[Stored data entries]
Start of Block
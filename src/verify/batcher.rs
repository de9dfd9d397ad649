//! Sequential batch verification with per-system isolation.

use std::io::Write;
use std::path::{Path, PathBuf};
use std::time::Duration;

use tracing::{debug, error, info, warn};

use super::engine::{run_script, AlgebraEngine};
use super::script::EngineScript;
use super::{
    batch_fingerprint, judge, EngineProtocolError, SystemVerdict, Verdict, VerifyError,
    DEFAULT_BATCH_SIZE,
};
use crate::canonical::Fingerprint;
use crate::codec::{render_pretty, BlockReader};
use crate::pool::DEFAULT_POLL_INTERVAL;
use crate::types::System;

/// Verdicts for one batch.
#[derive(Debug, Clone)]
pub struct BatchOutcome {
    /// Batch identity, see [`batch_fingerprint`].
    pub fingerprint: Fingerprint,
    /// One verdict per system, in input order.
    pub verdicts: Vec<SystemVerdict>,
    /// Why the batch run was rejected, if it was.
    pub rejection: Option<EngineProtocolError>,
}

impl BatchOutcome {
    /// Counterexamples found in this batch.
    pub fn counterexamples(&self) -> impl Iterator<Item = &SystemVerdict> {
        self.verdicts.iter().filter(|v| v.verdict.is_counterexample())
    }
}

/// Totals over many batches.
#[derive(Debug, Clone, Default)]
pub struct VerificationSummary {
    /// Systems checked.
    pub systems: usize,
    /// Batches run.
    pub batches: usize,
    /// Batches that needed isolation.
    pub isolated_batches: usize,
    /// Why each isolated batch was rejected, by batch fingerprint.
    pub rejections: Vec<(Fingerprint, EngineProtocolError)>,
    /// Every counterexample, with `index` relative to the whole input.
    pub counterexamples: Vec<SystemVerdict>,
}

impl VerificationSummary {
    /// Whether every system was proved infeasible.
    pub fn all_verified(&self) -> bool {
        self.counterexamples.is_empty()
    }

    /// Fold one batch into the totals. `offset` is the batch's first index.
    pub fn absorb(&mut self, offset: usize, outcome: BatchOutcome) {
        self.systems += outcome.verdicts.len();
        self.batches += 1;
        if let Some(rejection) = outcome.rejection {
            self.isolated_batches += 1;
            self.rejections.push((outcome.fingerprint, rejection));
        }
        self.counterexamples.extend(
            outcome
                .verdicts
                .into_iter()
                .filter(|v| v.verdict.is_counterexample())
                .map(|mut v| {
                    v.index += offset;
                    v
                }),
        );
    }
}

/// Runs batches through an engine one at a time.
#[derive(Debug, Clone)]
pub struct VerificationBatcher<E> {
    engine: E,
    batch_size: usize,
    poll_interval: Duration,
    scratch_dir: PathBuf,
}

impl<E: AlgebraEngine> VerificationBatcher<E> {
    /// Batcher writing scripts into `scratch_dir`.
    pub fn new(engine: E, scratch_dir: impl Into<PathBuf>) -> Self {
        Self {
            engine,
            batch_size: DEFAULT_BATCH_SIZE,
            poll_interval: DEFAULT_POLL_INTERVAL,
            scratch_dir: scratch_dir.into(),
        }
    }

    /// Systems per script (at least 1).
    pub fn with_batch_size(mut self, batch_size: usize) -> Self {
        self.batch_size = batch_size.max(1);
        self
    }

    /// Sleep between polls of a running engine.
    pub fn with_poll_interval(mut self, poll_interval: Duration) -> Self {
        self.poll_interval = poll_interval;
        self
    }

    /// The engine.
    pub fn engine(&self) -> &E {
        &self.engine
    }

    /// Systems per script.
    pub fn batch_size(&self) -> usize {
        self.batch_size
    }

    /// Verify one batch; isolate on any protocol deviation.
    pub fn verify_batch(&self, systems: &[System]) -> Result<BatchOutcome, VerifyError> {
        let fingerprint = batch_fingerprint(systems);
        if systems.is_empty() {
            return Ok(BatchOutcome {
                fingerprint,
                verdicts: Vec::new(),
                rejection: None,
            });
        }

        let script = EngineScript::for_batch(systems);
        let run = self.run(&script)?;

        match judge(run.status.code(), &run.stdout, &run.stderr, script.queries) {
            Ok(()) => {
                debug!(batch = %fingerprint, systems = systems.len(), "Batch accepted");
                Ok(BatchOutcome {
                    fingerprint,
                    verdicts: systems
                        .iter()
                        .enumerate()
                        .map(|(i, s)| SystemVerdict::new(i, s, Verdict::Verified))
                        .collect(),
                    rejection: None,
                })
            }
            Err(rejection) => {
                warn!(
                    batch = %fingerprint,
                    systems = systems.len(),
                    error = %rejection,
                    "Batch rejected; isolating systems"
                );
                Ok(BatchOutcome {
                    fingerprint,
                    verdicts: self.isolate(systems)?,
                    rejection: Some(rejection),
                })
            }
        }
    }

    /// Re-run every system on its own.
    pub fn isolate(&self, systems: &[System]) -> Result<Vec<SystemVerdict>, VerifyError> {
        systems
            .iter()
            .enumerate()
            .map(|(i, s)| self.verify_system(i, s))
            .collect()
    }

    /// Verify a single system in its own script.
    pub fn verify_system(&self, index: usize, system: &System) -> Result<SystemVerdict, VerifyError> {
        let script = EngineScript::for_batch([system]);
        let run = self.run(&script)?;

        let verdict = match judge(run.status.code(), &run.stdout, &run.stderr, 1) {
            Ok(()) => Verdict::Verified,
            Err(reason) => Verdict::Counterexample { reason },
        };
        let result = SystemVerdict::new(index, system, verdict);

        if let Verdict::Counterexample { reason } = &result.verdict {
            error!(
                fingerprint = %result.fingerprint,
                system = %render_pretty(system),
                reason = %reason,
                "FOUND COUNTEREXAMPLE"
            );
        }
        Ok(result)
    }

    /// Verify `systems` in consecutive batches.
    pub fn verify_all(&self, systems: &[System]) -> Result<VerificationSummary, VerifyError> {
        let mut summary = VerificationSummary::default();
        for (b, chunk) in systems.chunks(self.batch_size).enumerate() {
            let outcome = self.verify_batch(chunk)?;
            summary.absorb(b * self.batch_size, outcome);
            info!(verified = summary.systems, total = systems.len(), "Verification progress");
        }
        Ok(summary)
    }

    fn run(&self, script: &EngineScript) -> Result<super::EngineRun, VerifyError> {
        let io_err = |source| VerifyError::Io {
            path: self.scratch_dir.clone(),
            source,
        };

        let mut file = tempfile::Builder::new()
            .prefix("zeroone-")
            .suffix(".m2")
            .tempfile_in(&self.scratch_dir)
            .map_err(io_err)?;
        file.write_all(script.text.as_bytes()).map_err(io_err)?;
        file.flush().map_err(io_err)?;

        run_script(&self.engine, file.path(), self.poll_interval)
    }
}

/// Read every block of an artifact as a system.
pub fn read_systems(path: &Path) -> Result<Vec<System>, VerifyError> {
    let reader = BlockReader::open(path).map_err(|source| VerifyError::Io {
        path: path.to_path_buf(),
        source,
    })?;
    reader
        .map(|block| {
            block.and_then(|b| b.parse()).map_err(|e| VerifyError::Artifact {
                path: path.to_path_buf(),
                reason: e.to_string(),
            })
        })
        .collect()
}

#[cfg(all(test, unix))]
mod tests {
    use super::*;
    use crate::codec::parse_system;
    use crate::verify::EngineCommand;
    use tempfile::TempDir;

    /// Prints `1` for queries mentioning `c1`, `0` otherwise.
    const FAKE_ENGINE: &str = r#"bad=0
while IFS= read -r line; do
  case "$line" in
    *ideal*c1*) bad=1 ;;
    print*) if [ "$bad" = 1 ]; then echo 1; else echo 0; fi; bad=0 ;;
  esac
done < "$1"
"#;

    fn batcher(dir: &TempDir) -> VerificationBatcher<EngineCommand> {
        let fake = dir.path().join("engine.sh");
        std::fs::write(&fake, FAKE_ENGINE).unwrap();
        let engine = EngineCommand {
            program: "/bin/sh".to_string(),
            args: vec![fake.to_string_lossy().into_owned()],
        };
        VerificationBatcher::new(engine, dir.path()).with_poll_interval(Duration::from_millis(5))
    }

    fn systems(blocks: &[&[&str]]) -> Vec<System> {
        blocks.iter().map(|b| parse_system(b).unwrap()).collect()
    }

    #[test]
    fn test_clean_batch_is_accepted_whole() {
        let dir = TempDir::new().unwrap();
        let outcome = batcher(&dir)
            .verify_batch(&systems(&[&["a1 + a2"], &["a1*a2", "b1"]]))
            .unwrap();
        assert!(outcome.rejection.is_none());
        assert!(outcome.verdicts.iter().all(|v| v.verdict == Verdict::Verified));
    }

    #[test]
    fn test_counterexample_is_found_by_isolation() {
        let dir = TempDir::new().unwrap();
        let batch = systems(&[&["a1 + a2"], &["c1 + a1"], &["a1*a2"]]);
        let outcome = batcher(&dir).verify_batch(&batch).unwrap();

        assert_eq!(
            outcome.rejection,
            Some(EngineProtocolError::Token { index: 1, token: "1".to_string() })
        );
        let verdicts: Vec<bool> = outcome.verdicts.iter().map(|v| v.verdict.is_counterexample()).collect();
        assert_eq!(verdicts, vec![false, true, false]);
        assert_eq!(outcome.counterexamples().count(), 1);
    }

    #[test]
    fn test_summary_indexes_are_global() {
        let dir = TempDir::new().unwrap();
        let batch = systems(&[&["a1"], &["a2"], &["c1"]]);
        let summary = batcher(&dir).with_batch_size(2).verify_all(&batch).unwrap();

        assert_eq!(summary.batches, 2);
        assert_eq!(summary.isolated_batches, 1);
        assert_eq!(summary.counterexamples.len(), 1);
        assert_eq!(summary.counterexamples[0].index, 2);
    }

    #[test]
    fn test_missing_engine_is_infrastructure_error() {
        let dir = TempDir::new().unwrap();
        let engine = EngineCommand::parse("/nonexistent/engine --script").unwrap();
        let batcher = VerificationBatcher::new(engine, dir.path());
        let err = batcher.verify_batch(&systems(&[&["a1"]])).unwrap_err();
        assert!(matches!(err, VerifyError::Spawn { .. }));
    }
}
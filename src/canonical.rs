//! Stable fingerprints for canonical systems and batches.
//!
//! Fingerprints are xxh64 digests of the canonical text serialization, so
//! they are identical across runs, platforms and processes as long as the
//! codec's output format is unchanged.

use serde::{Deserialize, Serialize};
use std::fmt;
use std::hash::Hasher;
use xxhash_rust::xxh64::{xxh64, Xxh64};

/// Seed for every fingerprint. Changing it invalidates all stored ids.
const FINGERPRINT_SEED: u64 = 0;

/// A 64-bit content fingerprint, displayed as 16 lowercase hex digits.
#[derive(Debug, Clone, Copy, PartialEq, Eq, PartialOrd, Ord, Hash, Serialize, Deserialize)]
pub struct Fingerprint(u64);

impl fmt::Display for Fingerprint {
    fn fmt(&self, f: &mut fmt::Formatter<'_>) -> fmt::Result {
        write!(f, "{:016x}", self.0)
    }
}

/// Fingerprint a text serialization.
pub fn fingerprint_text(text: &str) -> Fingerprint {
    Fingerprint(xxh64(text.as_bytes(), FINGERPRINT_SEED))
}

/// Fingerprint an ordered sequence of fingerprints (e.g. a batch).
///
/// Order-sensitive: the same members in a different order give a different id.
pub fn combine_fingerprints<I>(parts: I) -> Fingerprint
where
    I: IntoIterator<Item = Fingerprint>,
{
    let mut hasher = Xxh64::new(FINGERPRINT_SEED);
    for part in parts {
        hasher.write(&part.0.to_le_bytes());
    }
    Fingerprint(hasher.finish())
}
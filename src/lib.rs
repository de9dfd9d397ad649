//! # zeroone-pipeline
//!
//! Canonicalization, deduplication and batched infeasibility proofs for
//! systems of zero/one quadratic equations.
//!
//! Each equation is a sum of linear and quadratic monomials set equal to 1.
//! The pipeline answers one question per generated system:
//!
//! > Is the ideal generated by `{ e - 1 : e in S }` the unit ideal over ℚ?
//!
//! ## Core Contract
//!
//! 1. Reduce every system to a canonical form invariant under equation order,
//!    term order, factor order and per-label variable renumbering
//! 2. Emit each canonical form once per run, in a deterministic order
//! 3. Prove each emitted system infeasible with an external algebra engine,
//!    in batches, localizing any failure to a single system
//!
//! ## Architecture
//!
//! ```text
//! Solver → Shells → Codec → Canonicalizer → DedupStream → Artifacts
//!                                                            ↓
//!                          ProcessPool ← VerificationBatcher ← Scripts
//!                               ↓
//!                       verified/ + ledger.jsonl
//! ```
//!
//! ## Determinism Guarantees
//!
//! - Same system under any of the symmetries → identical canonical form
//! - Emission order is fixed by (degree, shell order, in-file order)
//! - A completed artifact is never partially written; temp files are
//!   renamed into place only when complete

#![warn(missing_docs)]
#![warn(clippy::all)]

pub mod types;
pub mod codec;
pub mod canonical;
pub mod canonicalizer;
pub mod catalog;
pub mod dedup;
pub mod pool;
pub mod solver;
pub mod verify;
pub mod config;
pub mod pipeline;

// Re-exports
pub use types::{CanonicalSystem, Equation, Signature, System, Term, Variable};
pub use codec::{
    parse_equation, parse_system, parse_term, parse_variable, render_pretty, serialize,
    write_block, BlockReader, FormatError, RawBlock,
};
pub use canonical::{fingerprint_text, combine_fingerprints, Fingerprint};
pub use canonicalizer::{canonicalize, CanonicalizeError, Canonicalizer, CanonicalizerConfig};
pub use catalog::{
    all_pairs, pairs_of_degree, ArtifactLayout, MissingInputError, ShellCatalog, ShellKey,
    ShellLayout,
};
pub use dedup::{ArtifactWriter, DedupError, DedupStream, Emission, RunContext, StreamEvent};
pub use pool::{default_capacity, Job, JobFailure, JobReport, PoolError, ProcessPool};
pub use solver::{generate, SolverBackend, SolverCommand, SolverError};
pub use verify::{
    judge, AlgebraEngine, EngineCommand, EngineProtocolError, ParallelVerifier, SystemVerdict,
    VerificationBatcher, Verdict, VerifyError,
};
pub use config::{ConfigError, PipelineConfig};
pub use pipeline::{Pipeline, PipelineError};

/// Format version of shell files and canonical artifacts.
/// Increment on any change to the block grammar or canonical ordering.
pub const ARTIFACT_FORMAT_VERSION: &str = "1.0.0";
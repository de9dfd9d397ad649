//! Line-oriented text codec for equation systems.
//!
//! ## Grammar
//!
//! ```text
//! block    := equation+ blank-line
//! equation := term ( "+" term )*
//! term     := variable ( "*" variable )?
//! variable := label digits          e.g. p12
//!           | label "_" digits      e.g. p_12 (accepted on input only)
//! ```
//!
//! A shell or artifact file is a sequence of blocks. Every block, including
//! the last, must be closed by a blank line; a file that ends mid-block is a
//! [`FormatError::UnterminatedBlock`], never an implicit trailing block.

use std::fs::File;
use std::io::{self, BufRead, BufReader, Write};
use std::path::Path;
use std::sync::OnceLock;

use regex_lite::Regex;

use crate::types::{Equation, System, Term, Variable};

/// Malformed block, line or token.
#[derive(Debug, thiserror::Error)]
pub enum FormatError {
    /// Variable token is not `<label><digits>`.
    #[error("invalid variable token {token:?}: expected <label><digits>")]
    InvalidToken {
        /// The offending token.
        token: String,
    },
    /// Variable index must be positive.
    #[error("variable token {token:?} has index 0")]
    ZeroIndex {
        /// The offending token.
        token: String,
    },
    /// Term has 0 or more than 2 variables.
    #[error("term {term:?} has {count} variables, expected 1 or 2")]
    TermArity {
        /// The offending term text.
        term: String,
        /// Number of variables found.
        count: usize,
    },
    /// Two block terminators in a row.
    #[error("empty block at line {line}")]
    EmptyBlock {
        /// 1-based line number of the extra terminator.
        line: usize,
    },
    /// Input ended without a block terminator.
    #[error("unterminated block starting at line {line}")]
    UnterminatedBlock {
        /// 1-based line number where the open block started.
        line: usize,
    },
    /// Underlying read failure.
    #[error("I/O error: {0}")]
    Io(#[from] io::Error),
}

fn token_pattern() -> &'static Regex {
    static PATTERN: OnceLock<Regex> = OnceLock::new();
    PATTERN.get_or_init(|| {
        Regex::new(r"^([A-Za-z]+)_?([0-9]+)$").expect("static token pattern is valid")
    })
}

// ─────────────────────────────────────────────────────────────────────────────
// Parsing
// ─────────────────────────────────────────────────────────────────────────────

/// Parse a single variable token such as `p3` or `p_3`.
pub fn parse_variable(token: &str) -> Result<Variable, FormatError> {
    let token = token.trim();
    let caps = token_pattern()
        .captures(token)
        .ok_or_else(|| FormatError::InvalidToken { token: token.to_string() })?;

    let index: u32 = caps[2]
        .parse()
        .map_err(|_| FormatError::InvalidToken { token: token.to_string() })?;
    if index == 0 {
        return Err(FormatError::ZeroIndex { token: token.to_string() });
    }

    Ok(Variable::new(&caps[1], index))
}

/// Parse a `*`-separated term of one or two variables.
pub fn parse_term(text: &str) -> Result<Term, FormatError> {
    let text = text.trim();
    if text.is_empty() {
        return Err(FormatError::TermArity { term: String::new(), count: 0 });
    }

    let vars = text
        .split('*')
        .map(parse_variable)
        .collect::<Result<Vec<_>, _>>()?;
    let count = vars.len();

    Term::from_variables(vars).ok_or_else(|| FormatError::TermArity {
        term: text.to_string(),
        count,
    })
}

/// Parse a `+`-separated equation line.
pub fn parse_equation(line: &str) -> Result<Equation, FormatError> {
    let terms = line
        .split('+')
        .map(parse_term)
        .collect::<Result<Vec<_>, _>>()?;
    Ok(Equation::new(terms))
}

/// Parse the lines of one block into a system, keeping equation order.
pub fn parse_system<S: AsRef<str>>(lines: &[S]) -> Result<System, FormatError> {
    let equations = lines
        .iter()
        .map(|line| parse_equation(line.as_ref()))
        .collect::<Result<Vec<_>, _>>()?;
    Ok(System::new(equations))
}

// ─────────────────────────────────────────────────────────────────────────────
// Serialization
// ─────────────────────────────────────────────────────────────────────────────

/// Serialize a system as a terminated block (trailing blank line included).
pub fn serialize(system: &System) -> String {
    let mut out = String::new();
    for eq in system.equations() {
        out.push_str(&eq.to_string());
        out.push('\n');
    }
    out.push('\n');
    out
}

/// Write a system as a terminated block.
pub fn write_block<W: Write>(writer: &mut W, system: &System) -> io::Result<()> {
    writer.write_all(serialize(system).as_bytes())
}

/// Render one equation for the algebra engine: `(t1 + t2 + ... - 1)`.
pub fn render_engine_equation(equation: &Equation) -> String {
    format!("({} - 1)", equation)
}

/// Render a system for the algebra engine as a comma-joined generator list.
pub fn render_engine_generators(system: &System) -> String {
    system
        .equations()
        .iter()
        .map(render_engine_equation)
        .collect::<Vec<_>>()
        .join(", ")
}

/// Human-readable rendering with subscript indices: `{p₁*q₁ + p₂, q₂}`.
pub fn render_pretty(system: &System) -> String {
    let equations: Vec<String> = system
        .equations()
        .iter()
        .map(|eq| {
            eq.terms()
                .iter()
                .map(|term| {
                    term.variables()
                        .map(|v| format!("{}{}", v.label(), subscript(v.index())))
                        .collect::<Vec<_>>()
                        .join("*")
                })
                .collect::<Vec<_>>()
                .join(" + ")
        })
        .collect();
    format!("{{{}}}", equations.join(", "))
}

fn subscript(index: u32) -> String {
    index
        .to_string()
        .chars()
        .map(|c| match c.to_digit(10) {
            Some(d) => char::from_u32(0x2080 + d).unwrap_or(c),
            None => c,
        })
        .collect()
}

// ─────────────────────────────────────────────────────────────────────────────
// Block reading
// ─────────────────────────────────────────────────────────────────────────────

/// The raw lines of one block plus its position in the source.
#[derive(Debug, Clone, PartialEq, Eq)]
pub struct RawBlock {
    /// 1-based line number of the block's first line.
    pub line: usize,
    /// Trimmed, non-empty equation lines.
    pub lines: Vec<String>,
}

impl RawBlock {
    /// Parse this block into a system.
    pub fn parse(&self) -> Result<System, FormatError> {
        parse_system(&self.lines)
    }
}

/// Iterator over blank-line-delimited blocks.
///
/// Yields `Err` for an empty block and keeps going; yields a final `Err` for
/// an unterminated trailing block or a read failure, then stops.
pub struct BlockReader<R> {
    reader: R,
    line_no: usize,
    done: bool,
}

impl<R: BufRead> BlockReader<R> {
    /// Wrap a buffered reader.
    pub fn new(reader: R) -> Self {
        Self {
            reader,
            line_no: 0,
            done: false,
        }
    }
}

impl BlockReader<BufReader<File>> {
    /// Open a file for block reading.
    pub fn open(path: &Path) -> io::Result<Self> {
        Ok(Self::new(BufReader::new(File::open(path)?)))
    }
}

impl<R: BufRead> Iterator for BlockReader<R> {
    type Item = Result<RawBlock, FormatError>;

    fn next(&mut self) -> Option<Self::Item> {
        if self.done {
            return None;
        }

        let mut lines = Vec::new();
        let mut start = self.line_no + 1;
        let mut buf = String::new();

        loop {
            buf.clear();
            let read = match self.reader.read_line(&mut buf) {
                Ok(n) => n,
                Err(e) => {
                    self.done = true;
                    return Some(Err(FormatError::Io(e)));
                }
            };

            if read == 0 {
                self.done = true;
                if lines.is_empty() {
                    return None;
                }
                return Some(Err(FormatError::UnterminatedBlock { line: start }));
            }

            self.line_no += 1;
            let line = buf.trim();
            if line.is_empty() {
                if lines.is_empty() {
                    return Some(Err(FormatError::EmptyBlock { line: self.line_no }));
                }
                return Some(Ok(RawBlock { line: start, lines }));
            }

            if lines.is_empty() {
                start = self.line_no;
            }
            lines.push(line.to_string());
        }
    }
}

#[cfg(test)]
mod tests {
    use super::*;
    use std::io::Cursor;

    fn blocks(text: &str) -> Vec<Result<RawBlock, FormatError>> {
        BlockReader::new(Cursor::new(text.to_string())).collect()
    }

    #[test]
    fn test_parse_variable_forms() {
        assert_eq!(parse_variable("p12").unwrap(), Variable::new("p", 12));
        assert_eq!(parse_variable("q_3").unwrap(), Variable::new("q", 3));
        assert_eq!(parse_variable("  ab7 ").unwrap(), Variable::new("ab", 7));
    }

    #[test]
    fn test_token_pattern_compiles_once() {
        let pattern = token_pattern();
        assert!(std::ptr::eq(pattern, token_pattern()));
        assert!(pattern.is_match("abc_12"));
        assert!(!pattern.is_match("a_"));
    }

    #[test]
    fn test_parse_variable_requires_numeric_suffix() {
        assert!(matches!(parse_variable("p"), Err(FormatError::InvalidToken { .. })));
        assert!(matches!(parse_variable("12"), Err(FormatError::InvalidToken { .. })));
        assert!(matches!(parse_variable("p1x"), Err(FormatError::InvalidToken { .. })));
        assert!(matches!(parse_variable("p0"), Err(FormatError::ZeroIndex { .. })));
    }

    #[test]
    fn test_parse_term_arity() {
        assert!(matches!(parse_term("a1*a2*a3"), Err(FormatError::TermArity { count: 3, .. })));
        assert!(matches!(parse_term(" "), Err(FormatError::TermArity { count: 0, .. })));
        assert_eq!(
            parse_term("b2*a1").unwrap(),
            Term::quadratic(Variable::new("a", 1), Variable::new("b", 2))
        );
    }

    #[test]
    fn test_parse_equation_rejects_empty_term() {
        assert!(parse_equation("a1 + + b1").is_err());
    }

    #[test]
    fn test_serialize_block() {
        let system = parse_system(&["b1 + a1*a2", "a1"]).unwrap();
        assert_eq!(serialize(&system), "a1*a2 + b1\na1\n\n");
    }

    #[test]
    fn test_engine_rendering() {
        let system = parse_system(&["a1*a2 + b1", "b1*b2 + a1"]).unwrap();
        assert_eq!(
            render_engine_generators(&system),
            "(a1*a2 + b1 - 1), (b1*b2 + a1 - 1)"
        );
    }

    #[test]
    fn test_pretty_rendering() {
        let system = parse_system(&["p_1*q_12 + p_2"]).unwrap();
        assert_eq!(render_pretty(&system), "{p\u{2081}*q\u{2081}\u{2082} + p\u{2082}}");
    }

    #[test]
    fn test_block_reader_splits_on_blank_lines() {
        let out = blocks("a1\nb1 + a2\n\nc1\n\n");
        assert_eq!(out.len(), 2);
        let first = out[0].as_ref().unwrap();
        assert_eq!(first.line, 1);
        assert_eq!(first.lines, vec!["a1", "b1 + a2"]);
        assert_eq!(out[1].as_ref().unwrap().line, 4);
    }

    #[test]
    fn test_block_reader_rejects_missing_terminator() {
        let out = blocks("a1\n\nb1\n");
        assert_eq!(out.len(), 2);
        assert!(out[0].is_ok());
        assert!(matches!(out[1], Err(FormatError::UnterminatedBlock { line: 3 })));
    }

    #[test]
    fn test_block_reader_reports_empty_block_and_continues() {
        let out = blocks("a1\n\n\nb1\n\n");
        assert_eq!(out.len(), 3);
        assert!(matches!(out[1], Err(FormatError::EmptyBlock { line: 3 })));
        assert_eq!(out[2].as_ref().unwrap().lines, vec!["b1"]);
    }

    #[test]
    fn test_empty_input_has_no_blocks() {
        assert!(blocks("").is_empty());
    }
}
End of Block
▶ _DIRECTIONS_: Answer with one number, namely the count of lines in the entries that include the word "caps".

▶ _FINAL ANSWER_: 3